Sua fonte de informação sobre os negócios do Nordeste

Sua fonte de informação sobre os negócios do Nordeste

José Carlos Cavalcanti: A “Estagnação Secular” está ultrapassada ou não (final)?

"Talvez tenhamos entrado em um período de alto crescimento da Produtividade Total dos Fatores – PTF (componente crucial do crescimento econômico) devido a tecnologias como Inteligência Artificial e outras."
José Carlos Cavalcanti
José Carlos Cavalcanti

Por José Carlos Cavalcanti*

O termo “estagnação secular” se refere a um estado de pouco ou nenhum crescimento econômico, ou seja, um ambiente onde a economia está essencialmente estagnada.  No primeiro artigo apontamos para um recente debate sobre “estagnação secular” entre duas feras da Economia contemporânea: o Prof. Olivier Blanchard (Professor de Economia do MIT/EUA, foi economista-chefe do FMI e hoje faz parte do Peterson Institute of International Economics – PIIE) e Prof. Lawrence H. Summers (Professor da Universidade de Harvard/EUA, foi Secretário do Tesouro dos EUA no governo Bill Clinton).
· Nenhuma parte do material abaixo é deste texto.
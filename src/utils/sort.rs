use core::mem;

/// Maps an f64 to a u64 whose unsigned order matches the float order.
/// `-0.0` and `0.0` map to the same key, NaN sorts after everything.
#[inline(always)]
pub fn sortable_bits(x: f64) -> u64 {
    if x.is_nan() {
        return u64::MAX;
    }
    let x = if x == 0.0 { 0.0 } else { x };
    let bits = x.to_bits();
    if bits >> 63 == 1 {
        !bits
    } else {
        bits | (1 << 63)
    }
}

/// Stable u64-key radix sort for SoA (keys/vals).
/// - Sorts by keys ascending
/// - Reorders vals accordingly
///
/// Complexity: 8 passes, each O(n + 256)
pub fn radix_sort_u64_soa<N: Copy + Default>(keys: &mut [u64], vals: &mut [N]) {
    assert_eq!(keys.len(), vals.len());
    let n = keys.len();
    if n <= 1 {
        return;
    }

    if n <= 32 {
        insertion_sort_u64_soa(keys, vals);
        return;
    }

    let mut keys_tmp = vec![0u64; n];
    let mut vals_tmp: Vec<N> = vec![N::default(); n];

    let mut src_keys: &mut [u64] = keys;
    let mut src_vals: &mut [N] = vals;
    let mut dst_keys: &mut [u64] = &mut keys_tmp;
    let mut dst_vals: &mut [N] = &mut vals_tmp;
    let mut in_scratch = false;

    // LSD, byte 0..7
    for shift in (0u32..64).step_by(8) {
        let mut count = [0usize; 256];

        for &k in src_keys.iter() {
            count[((k >> shift) & 0xFF) as usize] += 1;
        }

        // all keys share this byte
        if count.iter().any(|&c| c == n) {
            continue;
        }

        let mut sum = 0usize;
        for c in count.iter_mut() {
            let tmp = *c;
            *c = sum;
            sum += tmp;
        }

        for idx in 0..n {
            let k = src_keys[idx];
            let b = ((k >> shift) & 0xFF) as usize;
            let pos = count[b];
            count[b] = pos + 1;
            dst_keys[pos] = k;
            dst_vals[pos] = src_vals[idx];
        }

        mem::swap(&mut src_keys, &mut dst_keys);
        mem::swap(&mut src_vals, &mut dst_vals);
        in_scratch = !in_scratch;
    }

    // skipped passes can leave the result in the scratch buffers
    if in_scratch {
        dst_keys.copy_from_slice(src_keys);
        dst_vals.copy_from_slice(src_vals);
    }
}

/// Tiny insertion sort for small n (SoA).
#[inline(always)]
fn insertion_sort_u64_soa<N: Copy>(keys: &mut [u64], vals: &mut [N]) {
    let n = keys.len();
    for i in 1..n {
        let mut j = i;
        while j > 0 && keys[j] < keys[j - 1] {
            keys.swap(j, j - 1);
            vals.swap(j, j - 1);
            j -= 1;
        }
    }
}

/// Positions of `keys` in stable ascending order.
pub fn stable_argsort(keys: &[f64]) -> Vec<usize> {
    let mut bits: Vec<u64> = keys.iter().map(|&k| sortable_bits(k)).collect();
    let mut order: Vec<usize> = (0..keys.len()).collect();
    radix_sort_u64_soa(&mut bits, &mut order);
    order
}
Para o Prof. Blanchard, uma vez que os bancos centrais tenham vencido a atual luta contra a inflação, que eles certamente irão (na opinião dele), “nós iremos muito provavelmente retornar a um ambiente macroeconômico não dramaticamente diferente, pelo menos neste respeito, daquele antes da COVID”; ou seja, retornaremos a um ambiente de baixas taxas de juros tal como vínhamos presenciando desde os anos 1980s. Em outras palavras, continuaremos num estado de “estagnação secular”!

Em todo caso, o Prof. Blanchard elencou três razões pelas quais o investimento daqui para frente pode ser maior, e se ocorrer, poderá representar um potencial de reversão da “estagnação secular”.  A primeira é que talvez tenhamos entrado em um período de alto crescimento da Produtividade Total dos Fatores – PTF (componente crucial do crescimento econômico) devido a tecnologias como Inteligência Artificial e outras.  Isto levaria a mais (r => taxa de juros real) e mais (g => taxa de crescimento) (variáveis vistas na newsletter passada), sem uma certeza se seria (r) menos (g), mas pode ser uma mudança a ocorrer. A segunda razão tem a ver com reshoring, ou seja, repatriar plantas fabris que estavam em outros territórios. E finalmente, gastos com Defesa (exemplo da guerra da Ucrânia) e “green investiment” (investimento verde), se formos sérios na luta contra o aquecimento global.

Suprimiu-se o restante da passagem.